Data entries
============

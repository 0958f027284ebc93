//! Acknowledgment correlation.
//!
//! Every command a wire client sends carries an ack id taken from a
//! per-connection counter. The matching completion waits in an [`AckTable`]
//! until the broker's ACK frame names that id, or until the connection is
//! lost and [`AckTable::fail_all`] completes everything with
//! [`ExchangeError::ConnectionLost`].

use std::collections::HashMap;

use thiserror::Error;
use tokio::sync::oneshot;

use crate::error::{ExchangeError, ExchangeResult};

pub type AckId = u64;

/// Reserved id meaning "no acknowledgment requested". The broker uses it when
/// forwarding publishes.
pub const NO_ACK: AckId = 0;

#[derive(Debug, Clone, PartialEq, Eq, Error)]
pub enum AckError {
    #[error("acknowledgment for unknown ack id {0}")]
    UnknownAck(AckId),
}

/// Something that can be told how an acknowledged operation ended.
pub trait Completion {
    fn complete(self, result: ExchangeResult<()>);
}

impl Completion for oneshot::Sender<ExchangeResult<()>> {
    fn complete(self, result: ExchangeResult<()>) {
        // A dropped receiver means the caller stopped waiting.
        let _ = self.send(result);
    }
}

#[derive(Debug)]
pub struct AckTable<C> {
    next_id: AckId,
    pending: HashMap<AckId, C>,
}

impl<C> AckTable<C> {
    pub fn new() -> Self {
        Self {
            next_id: NO_ACK + 1,
            pending: HashMap::new(),
        }
    }

    /// Assigns the next id to `completion` and starts tracking it.
    pub fn wrap(&mut self, completion: C) -> AckId {
        let id = self.next_id;
        self.next_id += 1;
        self.pending.insert(id, completion);
        id
    }

    /// Stops tracking `id` and hands its completion back.
    pub fn take(&mut self, id: AckId) -> Result<C, AckError> {
        self.pending.remove(&id).ok_or(AckError::UnknownAck(id))
    }

    pub fn len(&self) -> usize {
        self.pending.len()
    }

    pub fn is_empty(&self) -> bool {
        self.pending.is_empty()
    }
}

impl<C: Completion> AckTable<C> {
    /// Completes `id` with the outcome carried by an ACK frame.
    pub fn resolve(&mut self, id: AckId, error_code: Option<u8>) -> Result<(), AckError> {
        let completion = self.take(id)?;
        completion.complete(match error_code {
            None => Ok(()),
            Some(code) => Err(ExchangeError::from_code(code)),
        });
        Ok(())
    }

    /// Fails every pending entry with `ConnectionLost`. Returns how many
    /// entries were failed.
    pub fn fail_all(&mut self) -> usize {
        let failed = self.pending.len();
        for (_, completion) in self.pending.drain() {
            completion.complete(Err(ExchangeError::ConnectionLost));
        }
        failed
    }
}

impl<C> Default for AckTable<C> {
    fn default() -> Self {
        Self::new()
    }
}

============

What is needed: Please work out how many lines above carry "tracking", writing only the result.

Task result: 2